Nello specifico italiano permetterebbe un miglioramento ecologico-ambientale ed economico di alcuni nostri boschi (ad es., cedui di faggio o di quercia a prevalenza di farnetto) impiegati attualmente solo per prelievi a fini energetici. Questi potrebbero essere trasformati in fustaie, privilegiando le specie di maggior valore economico adatte per legname da opera, migliorando nel contempo il loro ruolo di serbatoi di biodiversità, di sink di CO2 e la qualità paesaggistica. È infatti purtroppo accertato che i prelievi a fini energetici nei nostri soprassuoli sono in continua crescita, nel 2012 sono arrivati a circa il 70% dei prelievi totali nazionali “percentuale che risulta in continua crescita dalla fine degli anni ’€˜70 in ragione del processo di despecializzazione delle utilizzazioni forestali, sempre più indirizzate verso produzioni di minor valore assoluto e minore valore aggiunto rispetto a quello di legname ad uso industriale” ([2]).

Sostenibilità della coltura 

Perché una coltura agricola o forestale sia sostenibile è necessario che la fertilità del suolo, in tutte le sue componenti (strutturale, chimica e organica), si mantenga inalterata nel tempo. Perché questo avvenga è fondamentale che vi siano apporti nel corso del ciclo colturale di sostanza organica, nutrienti e acqua nei suoli.

Gli apporti di queste tre componenti però devono avvenire senza esaurire le fonti di approvvigionamento, altrimenti viene a mancare la “durabilità” nel tempo della coltura. Ad esempio, la concimazione inorganica con fosforo proveniente da giacimenti è da considerarsi non sostenibile o non durevole nel tempo, in quanto destinata a finire con l’esaurimento della fonte di approvvigionamento. Insostenibile nel tempo è anche l’impiego per l’irrigazione di acque di falda in quantità superiori alla loro capacità di ricarica. Sappiamo che tale pratica sta comportando in alcune zone agricole costiere in Italia l’abbassamento delle falde e la conseguente introgressione di acqua marina. Sostanza organica, nutrienti e acqua devono pertanto provenire o dal riciclo di altre attività umane o da un uso della fonte di approvvigionamento in equilibrio con i cicli di accumulo.

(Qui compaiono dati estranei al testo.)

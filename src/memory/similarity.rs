//! Token-overlap similarity between error reports.
//!
//! Deterministic for identical inputs: no clocks, no randomness, ordered sets.

use std::collections::BTreeSet;

/// Share of the score contributed by an exact error type match
const TYPE_WEIGHT: f64 = 0.3;
/// Ranking weight for records whose fix did not work
const FAILED_FIX_WEIGHT: f64 = 0.25;
/// Oldest record keeps this share of its score; newest keeps all of it
const RECENCY_FLOOR: f64 = 0.8;

const STOP_WORDS: &[&str] = &[
    "an", "and", "at", "be", "for", "in", "is", "it", "of", "on", "or", "the", "to", "was", "with",
];

/// Lowercase alphanumeric tokens, at least two characters, minus stop words
pub fn tokenize(text: &str) -> BTreeSet<String> {
    text.split(|c: char| !(c.is_alphanumeric() || c == '_'))
        .filter(|t| t.chars().count() >= 2)
        .map(str::to_lowercase)
        .filter(|t| !STOP_WORDS.contains(&t.as_str()))
        .collect()
}

/// Token set for an error: type, message and tags
pub fn error_tokens<'a>(
    error_type: &str,
    error_message: &str,
    tags: impl IntoIterator<Item = &'a String>,
) -> BTreeSet<String> {
    let mut tokens = tokenize(error_type);
    tokens.extend(tokenize(error_message));
    tokens.extend(tags.into_iter().map(|t| t.to_lowercase()));
    tokens
}

/// Jaccard index of two token sets; 0 when both are empty
pub fn jaccard(a: &BTreeSet<String>, b: &BTreeSet<String>) -> f64 {
    let union = a.union(b).count();
    if union == 0 {
        return 0.0;
    }
    a.intersection(b).count() as f64 / union as f64
}

/// Similarity in `[0, 1]`: token overlap plus a bonus for the same error type
pub fn similarity(
    query_type: &str,
    query_tokens: &BTreeSet<String>,
    record_type: &str,
    record_tokens: &BTreeSet<String>,
) -> f64 {
    let same_type = !query_type.trim().is_empty()
        && query_type.trim().eq_ignore_ascii_case(record_type.trim());
    let type_score = if same_type { 1.0 } else { 0.0 };
    (1.0 - TYPE_WEIGHT) * jaccard(query_tokens, record_tokens) + TYPE_WEIGHT * type_score
}

/// Ranking score: similarity weighted by outcome and insertion recency.
///
/// `position` is the record's index in insertion order out of `total`.
pub fn rank_score(similarity: f64, success: bool, position: usize, total: usize) -> f64 {
    let outcome = if success { 1.0 } else { FAILED_FIX_WEIGHT };
    let recency = if total <= 1 {
        1.0
    } else {
        RECENCY_FLOOR + (1.0 - RECENCY_FLOOR) * position as f64 / (total - 1) as f64
    };
    similarity * outcome * recency
}
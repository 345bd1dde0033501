//! Workflow graph definitions
//!
//! A `WorkflowGraph` is produced by an external decomposer and is immutable once
//! execution starts. The engine never interprets node payloads.

use serde::{Deserialize, Serialize};
use std::fmt;

/// Kind of node in the workflow graph
#[derive(Debug, Clone, Copy, PartialEq, Eq, Hash, Default, Serialize, Deserialize)]
#[serde(rename_all = "lowercase")]
pub enum NodeKind {
    /// Unit of work with at most one incoming edge
    #[default]
    Task,
    /// AND-synchronization point over all incoming edges
    Join,
}

impl fmt::Display for NodeKind {
    fn fmt(&self, f: &mut fmt::Formatter<'_>) -> fmt::Result {
        match self {
            NodeKind::Task => write!(f, "task"),
            NodeKind::Join => write!(f, "join"),
        }
    }
}

/// Work phase a node belongs to.
///
/// Phases drive the default gate policy: implementation, test and review
/// are gated unless the node says otherwise.
#[derive(Debug, Clone, Copy, PartialEq, Eq, Hash, Serialize, Deserialize)]
#[serde(rename_all = "lowercase")]
pub enum Phase {
    Analysis,
    Plan,
    Impl,
    Test,
    Review,
}

impl Phase {
    /// Whether nodes in this phase require a gate when they don't specify one
    pub fn gated_by_default(&self) -> bool {
        matches!(self, Phase::Impl | Phase::Test | Phase::Review)
    }

    pub fn all() -> &'static [Phase] {
        &[
            Phase::Analysis,
            Phase::Plan,
            Phase::Impl,
            Phase::Test,
            Phase::Review,
        ]
    }
}

impl fmt::Display for Phase {
    fn fmt(&self, f: &mut fmt::Formatter<'_>) -> fmt::Result {
        match self {
            Phase::Analysis => write!(f, "analysis"),
            Phase::Plan => write!(f, "plan"),
            Phase::Impl => write!(f, "impl"),
            Phase::Test => write!(f, "test"),
            Phase::Review => write!(f, "review"),
        }
    }
}

/// How a join treats failed predecessors
#[derive(Debug, Clone, Copy, PartialEq, Eq, Default, Serialize, Deserialize)]
#[serde(rename_all = "snake_case")]
pub enum JoinPolicy {
    /// Any failed predecessor fails the join immediately
    #[default]
    All,
    /// Wait for every predecessor to settle; proceed as partial if at least one completed
    BestEffort,
}

/// Graph-wide gate policy used when a node leaves `gateRequired` unset
#[derive(Debug, Clone, Copy, PartialEq, Eq, Default, Serialize, Deserialize)]
#[serde(rename_all = "snake_case")]
pub enum GatePolicy {
    /// impl/test/review are gated, analysis/plan are not
    #[default]
    ByPhase,
    Always,
    Never,
}

/// Fallback values applied to nodes that don't set their own
#[derive(Debug, Clone, Default, PartialEq, Eq, Serialize, Deserialize)]
#[serde(rename_all = "camelCase")]
pub struct GraphDefaults {
    #[serde(default, skip_serializing_if = "Option::is_none")]
    pub timeout_ms: Option<u64>,
    #[serde(default)]
    pub gate_policy: GatePolicy,
}

/// A node in the workflow graph
#[derive(Debug, Clone, PartialEq, Serialize, Deserialize)]
#[serde(rename_all = "camelCase")]
pub struct WorkflowNode {
    pub id: String,
    #[serde(default)]
    pub kind: NodeKind,
    #[serde(default)]
    pub label: String,
    pub phase: Phase,
    /// Producer-owned data, passed through untouched
    #[serde(default, skip_serializing_if = "serde_json::Value::is_null")]
    pub payload: serde_json::Value,
    #[serde(default, skip_serializing_if = "Option::is_none")]
    pub gate_required: Option<bool>,
    #[serde(default, skip_serializing_if = "Option::is_none")]
    pub timeout_ms: Option<u64>,
    /// Only meaningful on join nodes
    #[serde(default)]
    pub join: JoinPolicy,
}

impl WorkflowNode {
    pub fn new(id: impl Into<String>, kind: NodeKind, phase: Phase) -> Self {
        let id = id.into();
        Self {
            label: id.clone(),
            id,
            kind,
            phase,
            payload: serde_json::Value::Null,
            gate_required: None,
            timeout_ms: None,
            join: JoinPolicy::All,
        }
    }

    pub fn task(id: impl Into<String>, phase: Phase) -> Self {
        Self::new(id, NodeKind::Task, phase)
    }

    pub fn join(id: impl Into<String>, phase: Phase) -> Self {
        Self::new(id, NodeKind::Join, phase)
    }

    pub fn with_label(mut self, label: impl Into<String>) -> Self {
        self.label = label.into();
        self
    }

    pub fn with_gate(mut self, gate_required: bool) -> Self {
        self.gate_required = Some(gate_required);
        self
    }

    pub fn with_timeout_ms(mut self, timeout_ms: u64) -> Self {
        self.timeout_ms = Some(timeout_ms);
        self
    }

    pub fn with_join_policy(mut self, join: JoinPolicy) -> Self {
        self.join = join;
        self
    }

    pub fn with_payload(mut self, payload: serde_json::Value) -> Self {
        self.payload = payload;
        self
    }

    /// Resolve whether this node must pass a gate before running
    pub fn requires_gate(&self, defaults: &GraphDefaults) -> bool {
        if let Some(explicit) = self.gate_required {
            return explicit;
        }
        match defaults.gate_policy {
            GatePolicy::ByPhase => self.phase.gated_by_default(),
            GatePolicy::Always => true,
            GatePolicy::Never => false,
        }
    }

    /// Resolve the timeout for this node, if any
    pub fn effective_timeout_ms(&self, defaults: &GraphDefaults) -> Option<u64> {
        self.timeout_ms.or(defaults.timeout_ms).filter(|ms| *ms > 0)
    }

    /// Display label, falling back to the id
    pub fn display_label(&self) -> &str {
        if self.label.trim().is_empty() {
            &self.id
        } else {
            &self.label
        }
    }
}

/// Directed edge between two nodes
#[derive(Debug, Clone, PartialEq, Eq, Hash, Serialize, Deserialize)]
pub struct WorkflowEdge {
    pub from: String,
    pub to: String,
}

impl WorkflowEdge {
    pub fn new(from: impl Into<String>, to: impl Into<String>) -> Self {
        Self {
            from: from.into(),
            to: to.into(),
        }
    }
}

/// Immutable description of work handed to the executor
#[derive(Debug, Clone, PartialEq, Serialize, Deserialize)]
#[serde(rename_all = "camelCase")]
pub struct WorkflowGraph {
    /// Identifier used by `status(workflowId)` filtering
    pub id: String,
    #[serde(default = "default_version")]
    pub version: String,
    pub entry: String,
    pub nodes: Vec<WorkflowNode>,
    #[serde(default)]
    pub edges: Vec<WorkflowEdge>,
    #[serde(default)]
    pub defaults: GraphDefaults,
}

fn default_version() -> String {
    "1".to_string()
}

impl WorkflowGraph {
    pub fn new(id: impl Into<String>, entry: impl Into<String>) -> Self {
        Self {
            id: id.into(),
            version: default_version(),
            entry: entry.into(),
            nodes: Vec::new(),
            edges: Vec::new(),
            defaults: GraphDefaults::default(),
        }
    }

    pub fn with_node(mut self, node: WorkflowNode) -> Self {
        self.nodes.push(node);
        self
    }

    pub fn with_edge(mut self, from: impl Into<String>, to: impl Into<String>) -> Self {
        self.edges.push(WorkflowEdge::new(from, to));
        self
    }

    pub fn with_defaults(mut self, defaults: GraphDefaults) -> Self {
        self.defaults = defaults;
        self
    }

    pub fn node(&self, id: &str) -> Option<&WorkflowNode> {
        self.nodes.iter().find(|n| n.id == id)
    }

    /// Position of a node in declaration order
    pub fn declaration_index(&self, id: &str) -> Option<usize> {
        self.nodes.iter().position(|n| n.id == id)
    }

    /// Source ids of all edges pointing at `id`, in edge declaration order
    pub fn predecessors(&self, id: &str) -> Vec<&str> {
        self.edges
            .iter()
            .filter(|e| e.to == id)
            .map(|e| e.from.as_str())
            .collect()
    }

    /// Target ids of all edges leaving `id`, in edge declaration order
    pub fn successors(&self, id: &str) -> Vec<&str> {
        self.edges
            .iter()
            .filter(|e| e.from == id)
            .map(|e| e.to.as_str())
            .collect()
    }

    pub fn in_degree(&self, id: &str) -> usize {
        self.edges.iter().filter(|e| e.to == id).count()
    }
}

Materiale d’impianto e loro caratteristiche 

L’impiego di cloni di eucalitto invece che di semenzali è giustificato dal fatto che i cloni permettono di avere produzioni maggiori e più omogenee per i caratteri desiderati. Nella selezione si possono sfruttare le caratteristiche genetiche additive, come pure quelle non additive. Inoltre nel caso di cloni interspecifici si può sfruttare l’eterosi ibrida che si manifesta quando si combinano parentali di specie diversa. Normalmente la strategia di miglioramento genetico adottata è quella della selezione ricorrente reciproca che permette ad ogni ciclo generazionale di costituire e selezionare cloni con caratteristiche desiderate superiori a quelli della generazione precedente ([32]).

Per quanto riguarda il nostro paese, la strategia di miglioramento genetico portata avanti dal Centro di Sperimentazione Agricola e Forestale di Roma (CSAF) del ENCC/SAF e, alla sua chiusura, continuato dall’Unità di Ricerca per le Produzioni Fuori Foresta (PLF) di Roma del CREA, è stata quella precedentemente accennata per costituire e selezionare cloni ibridi adatti alle situazioni pedoclimatiche mediterranee ([38]).

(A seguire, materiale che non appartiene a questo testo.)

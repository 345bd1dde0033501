//! Workflow graph loading and validation
//!
//! ## Module Organization
//!
//! - `cycle`: DFS cycle detection
//! - `scheduling`: adjacency index, topological order, readiness evaluation

mod cycle;
mod scheduling;

#[cfg(test)]
mod tests;

use anyhow::{Context, Result};
use std::collections::HashSet;
use std::fs;
use std::path::Path;

use crate::error::GraphError;
use crate::models::{NodeKind, WorkflowGraph};

pub use scheduling::{compute_levels, evaluate_readiness, topological_sort, GraphIndex, Readiness};

/// Parse a workflow graph from YAML or JSON text.
///
/// JSON is a subset of YAML, so one parser covers both.
pub fn parse_graph(content: &str) -> Result<WorkflowGraph, GraphError> {
    serde_yaml::from_str(content).map_err(|e| GraphError::Parse(e.to_string()))
}

/// Read, parse and validate a workflow graph file
pub fn load_graph(path: &Path) -> Result<WorkflowGraph> {
    let content = fs::read_to_string(path)
        .with_context(|| format!("Failed to read workflow graph: {}", path.display()))?;
    let graph = parse_graph(&content)
        .with_context(|| format!("Failed to load workflow graph: {}", path.display()))?;
    validate(&graph).with_context(|| format!("Invalid workflow graph: {}", path.display()))?;
    Ok(graph)
}

/// Validate the structural invariants of a graph.
///
/// Checks, in order: non-empty, unique ids, entry exists with in-degree 0,
/// edges reference known nodes, no self loops, task nodes have at most one
/// incoming edge, and the graph is acyclic.
pub fn validate(graph: &WorkflowGraph) -> Result<GraphIndex, GraphError> {
    if graph.nodes.is_empty() {
        return Err(GraphError::Empty);
    }

    let mut seen = HashSet::new();
    for node in &graph.nodes {
        if !seen.insert(node.id.as_str()) {
            return Err(GraphError::DuplicateNode(node.id.clone()));
        }
    }

    if !seen.contains(graph.entry.as_str()) {
        return Err(GraphError::MissingEntry(graph.entry.clone()));
    }

    for edge in &graph.edges {
        for endpoint in [&edge.from, &edge.to] {
            if !seen.contains(endpoint.as_str()) {
                return Err(GraphError::DanglingEdge {
                    from: edge.from.clone(),
                    to: edge.to.clone(),
                    missing: endpoint.clone(),
                });
            }
        }
        if edge.from == edge.to {
            return Err(GraphError::SelfLoop(edge.from.clone()));
        }
    }

    let index = GraphIndex::build(graph);

    let entry_in = index.predecessors_of(&graph.entry).len();
    if entry_in > 0 {
        return Err(GraphError::EntryHasPredecessors {
            entry: graph.entry.clone(),
            count: entry_in,
        });
    }

    for node in &graph.nodes {
        let count = index.predecessors_of(&node.id).len();
        if node.kind == NodeKind::Task && count > 1 {
            return Err(GraphError::TaskFanIn {
                node: node.id.clone(),
                count,
            });
        }
    }

    cycle::detect_cycles(&index.order, &index.predecessors)?;

    Ok(index)
}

Le condizioni pedoclimatiche mediterranee sono molto particolari, per cui i requisiti richiesti ad un clone, oltre alla elevata capacità rizogena e di accrescimento, sono molteplici: (1) adattabilità a lunghi periodi siccitosi ma anche al ristagno idrico; (2) adattabilità alla più ampia varietà possibile di terreni, con particolare riguardo a quelli, molto comuni in area mediterranea, argillosi, argillosi limosi, argillosi compatti; (3) resistenza alle alte temperature; (4) fusto il più possibile diritto.

Per ottenere cloni che combinassero queste caratteristiche si è impiegato, come parentali, genotipi di Eucalyptus camaldulensis Dehnh provenienza Lago Albacutya (VIC), la migliore per le condizioni ambientali mediterranee ([26], [20], [37]) e di E. globulus subsp. bicostata (Maiden, Blakely & J.Simm.) J.B. Kirkp, E. grandis Hill ex Maiden, E. viminalis Labill., anch’essi individuati nell’ambito delle migliori provenienze disponibili ([38]).

E. camaldulensis, in generale, e la provenienza lago Alabacutya in particolare, assomma in sé le caratteristiche sopra elencate con l’esclusione della buona forma mentre le altre tre specie risultano avere buona forma ed elevata capacità di crescita. E. grandis ha anche elevata capacità rizogena, mentre E. viminalis e E. globulus subsp. bicostata una discreta resistenza al freddo.

Attraverso un programma di incroci controllati sono state ottenute progenie ibride di E. camaldulensis × E. globulus subsp. bicostata, E. camaldulensis × E. grandis, E. camaldulensis × E. viminalis. Da queste, sottoposte ad una selezione prima per capacità rizogena ed in seguito per accrescimento ed adattabilità, sono stati selezionati cloni con caratteristiche superiori ai parentali. In particolare, i cloni CREA PLF hanno capacità di crescita nettamente superiori a E. camaldulensis (50-100 % in più), buona forma e adattabilità alla siccità, al ristagno idrico e ai terreni argillosi ([38]). Due cloni, Viglio e Velino, entrambi ibridi E. camaldulensis × E. globulus subsp. bicostata sono in attesa di commercializzazione insieme ad altri 8 ([39] - Fig. 1, Fig. 2).

Fig. 1 - Cloni di eucalitto Viglio e Velino del CREA PLF. 1.600 piante ad ettaro, età 2 anni.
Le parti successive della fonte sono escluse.